Глава 27
Два друга
Динка встала очень рано. Летом она всегда вставала вместе с солнцем и никак не могла понять людей, которые так спокойно могут проспать летнее утро. «Ведь это же самое хорошее время, когда все живое просыпается», – думала Динка.
Сегодня, вскочив с кровати, она прошла мимо комнаты Лени. В раскрытую дверь было видно закинутую на подушку голову и свесившуюся руку. Динка с нежностью посмотрела на прямые полоски бровей, на закрытые глаза с темными густыми ресницами, на мягкие пепельные волосы, закинутые вверх. Больше всего любила Динка Ленины брови. По этим бровям и по тому, как они поднимались вверх или сдвигались в одну сплошную черту, она с детства научилась угадывать настроение Лени, она никогда не думала, какой он – красивый, некрасивый или просто симпатичный, но сегодня вдруг заметила, что он очень красивый. Или нет, «красивый» не то слово, он очень хороший. И словно в удивлении, что никогда раньше ей не приходило это в голову, Динка остановилась у двери, пристально вглядываясь в очертание сухих, жестких губ, смуглых щек, высокого лба и бровей.
«Какое хорошее лицо… Оно даже лучше, чем у Мышки, лучше, чем у мамы… Лучше, чем у всех… А я-то, я какая…» Динка нащупала в кармане круглое зеркальце; она всегда брала его с собой утром для того, чтоб, подловив первые солнечные лучи, дразнить зайчиками своих собак, – они очень смешно отмахивались лапами, особенно когда солнечный зайчик прыгал на собачьем носу. Но сегодня Динка поспешно выложила из кармана свое зеркальце – она боялась нечаянно увидеть в нем себя – и, усевшись на крылечке, подумала: «У меня только одни косы хорошие, потому Леня и любит их». Раньше он всегда сам мыл их и расчесывал, сердясь на Динку, что она не имеет терпения и выдергивает целые пряди. Но один раз мама сказала, что Динка уже большая и должна причесываться сама. И Леня перестал заплетать ей косы. Кроме того, теперь он часто уезжал…
Динка перекинула на грудь обе косы, густые вьющиеся концы их лежали на нижней ступеньке. Леня не позволял подстригать…
«Интересно, до каких пор они могут дорасти?» – смешливо подумала Динка, представив себе, как она идет по улице и ее косы волочатся за ней, как две толстые веревки… Но утро не располагало к смеху, в нем было что-то другое… Какая-то утренняя тишина, изредка нарушаемая криком и писком просыпающихся птиц. Трава еще блестела от капелек росы, и головки цветов низко склоняли свои влажные лепестки… А по дороге уже тянулось стадо; впереди с завязанными рогами, тяжело ступая, шел огромный племенной бык Бугай… Мычали коровы. Щелкал пастушеский кнут. Где-то во дворе Марьяны кричал петух и беспокоились куры. Потом все заполнилось пением и щебетанием птиц. По траве и дорожкам осторожно прополз первый луч солнца, сначала тоненький, потом шире, шире, и земля ожила. Даже у самой ступеньки на притоптанной дорожке забегали муравьи, козявки, с широкого дуба вдруг с шумом упал жук-рогач и, сердито ворча, пошел войной на Динку. Но она взяла его двумя пальцами за спину и посадила опять на ветку дуба…

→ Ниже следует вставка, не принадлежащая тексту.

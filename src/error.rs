//! Error types for dashnet

use std::io;
use thiserror::Error;

/// Result type alias for dashnet operations
pub type Result<T> = std::result::Result<T, DashnetError>;

/// Main error type for snapshot loading, filtering and rendering
#[derive(Error, Debug)]
pub enum DashnetError {
    /// I/O error
    #[error("I/O error: {0}")]
    Io(#[from] io::Error),

    /// The filter text is not a valid regular expression
    #[error("Invalid filter '{pattern}': {source}")]
    InvalidFilter {
        /// Text entered by the user
        pattern: String,
        /// Compilation error reported by the regex engine
        source: regex::Error,
    },

    /// The terminal cannot hold the dashboard layout
    #[error(
        "Terminal too small: {width}x{height}, dashnet needs at least {min_width}x{min_height}"
    )]
    TerminalTooSmall {
        /// Current terminal width in columns
        width: u16,
        /// Current terminal height in rows
        height: u16,
        /// Minimum width in columns
        min_width: u16,
        /// Minimum height in rows
        min_height: u16,
    },

    /// Unsupported platform
    #[error("Unsupported platform: {0}")]
    UnsupportedPlatform(String),

    /// Configuration error
    #[error("Configuration error: {0}")]
    ConfigError(String),
}

impl DashnetError {
    /// Whether the error must stop the dashboard.
    ///
    /// Only a render surface that is too small is fatal; everything else is
    /// reported and the refresh cadence continues.
    pub fn is_fatal(&self) -> bool {
        matches!(self, DashnetError::TerminalTooSmall { .. })
    }
}

#[cfg(test)]
mod tests {
    use super::*;

    #[test]
    fn test_only_terminal_size_is_fatal() {
        let small = DashnetError::TerminalTooSmall {
            width: 10,
            height: 5,
            min_width: 60,
            min_height: 12,
        };
        assert!(small.is_fatal());
        assert!(!DashnetError::ConfigError("bad line".into()).is_fatal());
        assert!(!DashnetError::Io(io::Error::from(io::ErrorKind::NotFound)).is_fatal());
    }

    #[test]
    fn test_invalid_filter_message_names_pattern() {
        let source = regex::Regex::new("(").unwrap_err();
        let err = DashnetError::InvalidFilter {
            pattern: "(".to_string(),
            source,
        };
        assert!(err.to_string().starts_with("Invalid filter '('"));
    }
}
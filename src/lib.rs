//! Crosshair icon library
//!
//! Builds the fixed 9x9 crosshair raster and writes it as a PNG

pub mod config;
pub mod error;
pub mod generator;
pub mod pattern;

pub use error::IconError;
pub use generator::{encode_png, generate, generate_to, render, verify_icon};
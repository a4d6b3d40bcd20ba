/// Errors produced while building, writing or checking the crosshair icon
use image::{ColorType, ImageError};
use std::io;
use std::path::PathBuf;
use thiserror::Error;

#[derive(Debug, Error)]
pub enum IconError {
    /// Target file could not be created or written (e.g. missing directory)
    #[error("Failed to write {}: {source}", path.display())]
    Write {
        path: PathBuf,
        #[source]
        source: io::Error,
    },

    #[error("Failed to encode PNG: {0}")]
    Encode(#[source] ImageError),

    #[error("Failed to read {}: {source}", path.display())]
    Read {
        path: PathBuf,
        #[source]
        source: ImageError,
    },

    #[error("Invalid icon dimensions: {width}x{height} (expected {expected}x{expected})")]
    Dimensions {
        width: u32,
        height: u32,
        expected: u32,
    },

    #[error("Icon has no alpha channel (color type {0:?})")]
    MissingAlpha(ColorType),
}

pub type Result<T> = std::result::Result<T, IconError>;
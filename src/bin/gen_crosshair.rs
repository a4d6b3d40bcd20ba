//! Crosshair icon generator
//!
//! Writes the 9x9 crosshair to public/images/crosshair_8.png.
//! Takes no arguments. Fails with a non-zero exit if the write fails.

use anyhow::Context;
use crosshair_icon::{config, generator};
use tracing_subscriber::EnvFilter;

fn main() -> anyhow::Result<()> {
    // Initialize tracing (RUST_LOG overrides the default level)
    tracing_subscriber::fmt()
        .with_env_filter(
            EnvFilter::try_from_default_env().unwrap_or_else(|_| EnvFilter::new("info")),
        )
        .init();

    tracing::info!("Crosshair generator starting...");

    let path = generator::generate()
        .with_context(|| format!("Failed to generate {}", config::OUTPUT_PATH))?;

    tracing::info!("Done: {}", path.display());
    Ok(())
}
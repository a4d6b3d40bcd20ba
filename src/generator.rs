/// Crosshair icon generator
///
/// Renders the literal crosshair table into an RGBA canvas, encodes it as PNG
/// and writes it to disk. The pipeline is linear: render -> encode -> write.
/// Parent directories are never created; a missing directory is an error.
use image::codecs::png::PngEncoder;
use image::{ColorType, GenericImageView, ImageEncoder, ImageError, ImageFormat, RgbaImage};
use std::fs;
use std::path::{Path, PathBuf};

use crate::config::{self, ICON_SIZE};
use crate::error::{IconError, Result};
use crate::pattern;

/// Build the 9x9 canvas from the crosshair table
pub fn render() -> RgbaImage {
    let canvas = RgbaImage::from_fn(ICON_SIZE, ICON_SIZE, pattern::pixel_at);
    tracing::debug!("Rendered {}x{} crosshair canvas", ICON_SIZE, ICON_SIZE);
    canvas
}

/// Encode a canvas as PNG with the encoder's default compression and filter
pub fn encode_png(canvas: &RgbaImage) -> Result<Vec<u8>> {
    let mut bytes = Vec::new();
    let (width, height) = canvas.dimensions();

    PngEncoder::new(&mut bytes)
        .write_image(canvas.as_raw(), width, height, ColorType::Rgba8)
        .map_err(IconError::Encode)?;

    tracing::debug!("Encoded crosshair PNG ({} bytes)", bytes.len());
    Ok(bytes)
}

/// Render, encode and write the icon to `path`, overwriting any existing file
pub fn generate_to(path: impl AsRef<Path>) -> Result<PathBuf> {
    let path = path.as_ref();
    let bytes = encode_png(&render())?;

    fs::write(path, &bytes).map_err(|source| IconError::Write {
        path: path.to_path_buf(),
        source,
    })?;

    tracing::info!("Wrote crosshair icon to {}", path.display());
    Ok(path.to_path_buf())
}

/// Write the icon to the fixed output path
pub fn generate() -> Result<PathBuf> {
    generate_to(config::output_path())
}

/// Decode a written icon and check it is a 9x9 PNG with an alpha channel
pub fn verify_icon(path: impl AsRef<Path>) -> Result<RgbaImage> {
    let path = path.as_ref();
    let read_err = |source: ImageError| IconError::Read {
        path: path.to_path_buf(),
        source,
    };

    let mut reader = image::io::Reader::open(path)
        .map_err(|e| read_err(ImageError::IoError(e)))?;
    reader.set_format(ImageFormat::Png);

    let image = reader.decode().map_err(read_err)?;

    let (width, height) = image.dimensions();
    if width != ICON_SIZE || height != ICON_SIZE {
        return Err(IconError::Dimensions {
            width,
            height,
            expected: ICON_SIZE,
        });
    }

    if !image.color().has_alpha() {
        return Err(IconError::MissingAlpha(image.color()));
    }

    Ok(image.into_rgba8())
}
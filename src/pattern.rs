/// Pixel constants and the literal crosshair table.
///
/// The table is row-major: `CROSSHAIR[y][x]`. Row 4 and column 4 are the
/// black arms, rows/columns 3 and 5 are the white outline, and the four 3x3
/// corners are transparent.
use image::Rgba;

use crate::config::ICON_SIZE;

pub const BLACK: Rgba<u8> = Rgba([0, 0, 0, 255]);
pub const WHITE: Rgba<u8> = Rgba([255, 255, 255, 255]);
pub const TRANSPARENT: Rgba<u8> = Rgba([0, 0, 0, 0]);

const SIZE: usize = ICON_SIZE as usize;

// Shorthands to keep the table readable
const K: Rgba<u8> = BLACK;
const W: Rgba<u8> = WHITE;
const T: Rgba<u8> = TRANSPARENT;

pub const CROSSHAIR: [[Rgba<u8>; SIZE]; SIZE] = [
    [T, T, T, W, K, W, T, T, T],
    [T, T, T, W, K, W, T, T, T],
    [T, T, T, W, K, W, T, T, T],
    [W, W, W, W, K, W, W, W, W],
    [K, K, K, K, K, K, K, K, K],
    [W, W, W, W, K, W, W, W, W],
    [T, T, T, W, K, W, T, T, T],
    [T, T, T, W, K, W, T, T, T],
    [T, T, T, W, K, W, T, T, T],
];

/// Look up the pattern pixel at column `x`, row `y`
pub fn pixel_at(x: u32, y: u32) -> Rgba<u8> {
    CROSSHAIR[y as usize][x as usize]
}

#[cfg(test)]
mod tests {
    use super::*;

    const ARMS: [u32; 3] = [3, 4, 5];

    #[test]
    fn test_center_row_and_column_are_black() {
        for i in 0..ICON_SIZE {
            assert_eq!(pixel_at(i, 4), BLACK, "row 4, column {}", i);
            assert_eq!(pixel_at(4, i), BLACK, "column 4, row {}", i);
        }
    }

    #[test]
    fn test_outline_rows_are_white_except_center() {
        for y in [3, 5] {
            for x in 0..ICON_SIZE {
                let expected = if x == 4 { BLACK } else { WHITE };
                assert_eq!(pixel_at(x, y), expected, "({}, {})", x, y);
            }
        }
    }

    #[test]
    fn test_outline_columns_mirror_rows() {
        for x in [3, 5] {
            for y in 0..ICON_SIZE {
                let expected = if y == 4 { BLACK } else { WHITE };
                assert_eq!(pixel_at(x, y), expected, "({}, {})", x, y);
            }
        }
    }

    #[test]
    fn test_corners_are_transparent() {
        for y in 0..ICON_SIZE {
            for x in 0..ICON_SIZE {
                if ARMS.contains(&x) || ARMS.contains(&y) {
                    continue;
                }
                assert_eq!(pixel_at(x, y), TRANSPARENT, "({}, {})", x, y);
            }
        }
    }

    #[test]
    fn test_pattern_is_symmetric() {
        for y in 0..SIZE {
            for x in 0..SIZE {
                assert_eq!(CROSSHAIR[y][x], CROSSHAIR[x][y]);
                assert_eq!(CROSSHAIR[y][x], CROSSHAIR[y][SIZE - 1 - x]);
            }
        }
    }
}
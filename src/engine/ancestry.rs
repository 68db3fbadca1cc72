//! Ancestor walks and the path arithmetic used by reparenting.

use crate::error::{StoreError, TraceError, TraceResult};
use crate::models::{Trace, TraceId};
use crate::store::TraceStore;
use chrono::Duration;
use std::collections::HashSet;
use tracing::{debug, error};

/// Collect the ancestor chain starting at `start` and ending at its root,
/// returned root-first (index 0 is the root, the last entry is `start`).
///
/// `from` names the node whose chain is being walked and is only used for
/// error reporting. A pointer to a node the store does not have, or a chain
/// that loops, means the forest is corrupt; both are reported as invariant
/// violations rather than ordinary lookups that missed.
pub async fn find_ancestors<S>(
    store: &S,
    from: &TraceId,
    start: Option<&TraceId>,
) -> TraceResult<Vec<Trace>>
where
    S: TraceStore + ?Sized,
{
    let mut path = Vec::new();
    let mut seen = HashSet::new();
    let mut next = start.cloned();

    while let Some(id) = next {
        if !seen.insert(id.clone()) {
            error!("Ancestor chain of {} loops back to {}", from, id);
            return Err(TraceError::CyclicChain {
                from: from.clone(),
                at: id,
            });
        }

        let parent = match store.get(&id).await {
            Ok(parent) => parent,
            Err(StoreError::NotFound(missing)) => {
                error!(
                    "Ancestor chain of {} is broken: {} does not exist",
                    from, missing
                );
                return Err(TraceError::BrokenChain {
                    from: from.clone(),
                    missing,
                });
            }
            Err(e) => return Err(e.into()),
        };

        next = parent.parent_id().cloned();
        path.push(parent);
    }

    path.reverse();
    debug!("Walked {} ancestors of {}", path.len(), from);
    Ok(path)
}

/// First index at which two root-first paths name different nodes.
///
/// Everything below the returned index is shared by both paths. When one
/// path is a prefix of the other, the shorter length is returned.
pub fn divergence_index(old_path: &[Trace], new_path: &[Trace]) -> usize {
    old_path
        .iter()
        .zip(new_path)
        .take_while(|(old, new)| old.id() == new.id())
        .count()
}

/// Time attributed to `node` itself: its total minus its children's totals.
pub fn exclusive_time(node: &Trace, children: &[Trace]) -> TraceResult<Duration> {
    children.iter().try_fold(node.actual(), |acc, child| {
        acc.checked_sub(&child.actual())
            .ok_or_else(|| TraceError::DurationOverflow {
                id: node.id().clone(),
            })
    })
}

От Марьяны, мелькая в траве закрученным, как крендель, хвостом, прибежал Волчок. Белый пушистый Нерон с благородной мордой сенбернара лениво поднял одно ухо. День просыпался, и мысли Динки, погруженные в бездействие этим ранним утром, тоже проснулись. Она вдруг вспомнила вчерашний разговор про Андрея, гнев Лени, его раздраженный голос. Леня не любит Андрея, это теперь ясно. Но за что, за что? Ведь Андрей – это Хохолок, верный друг Динки.
«Вспомни Зою, и ты поймешь…» – сказал Леня. Ну что ж, она помнит Зою, только, может, не очень хорошо, ведь тогда ей было двенадцать лет. Но разве можно сравнивать: Хохолок и Зоя? Что тут понимать?
Динка хмурится и, дернув плечом, встает с крыльца.
«Глупости! И пусть не думает, что я откажусь ездить на велосипеде с Хохолком! И чего он придрался, в самом деле?» Она идет в комнату, уже не глядя в раскрытую дверь Лени, осторожно, чтоб не разбудить Мышку, роется в своих вещах, достает клеенчатую тетрадь. На ней приклеен белый квадратик. На квадратике написано:
«Дневник Дины Арсеньевой».
Тетрадь почти пустая или с очень короткими записями детских лет. О какой-то собаке, за которую она, Динка, отлупила мальчишку; о каких-то салазках, которые она перевернула и за это ей снежком разбили нос… Все ерунда. Чепуховый дневник. И только одна запись, которая называется «Зойка-Дуройка», записана на нескольких страницах размашистым детским почерком.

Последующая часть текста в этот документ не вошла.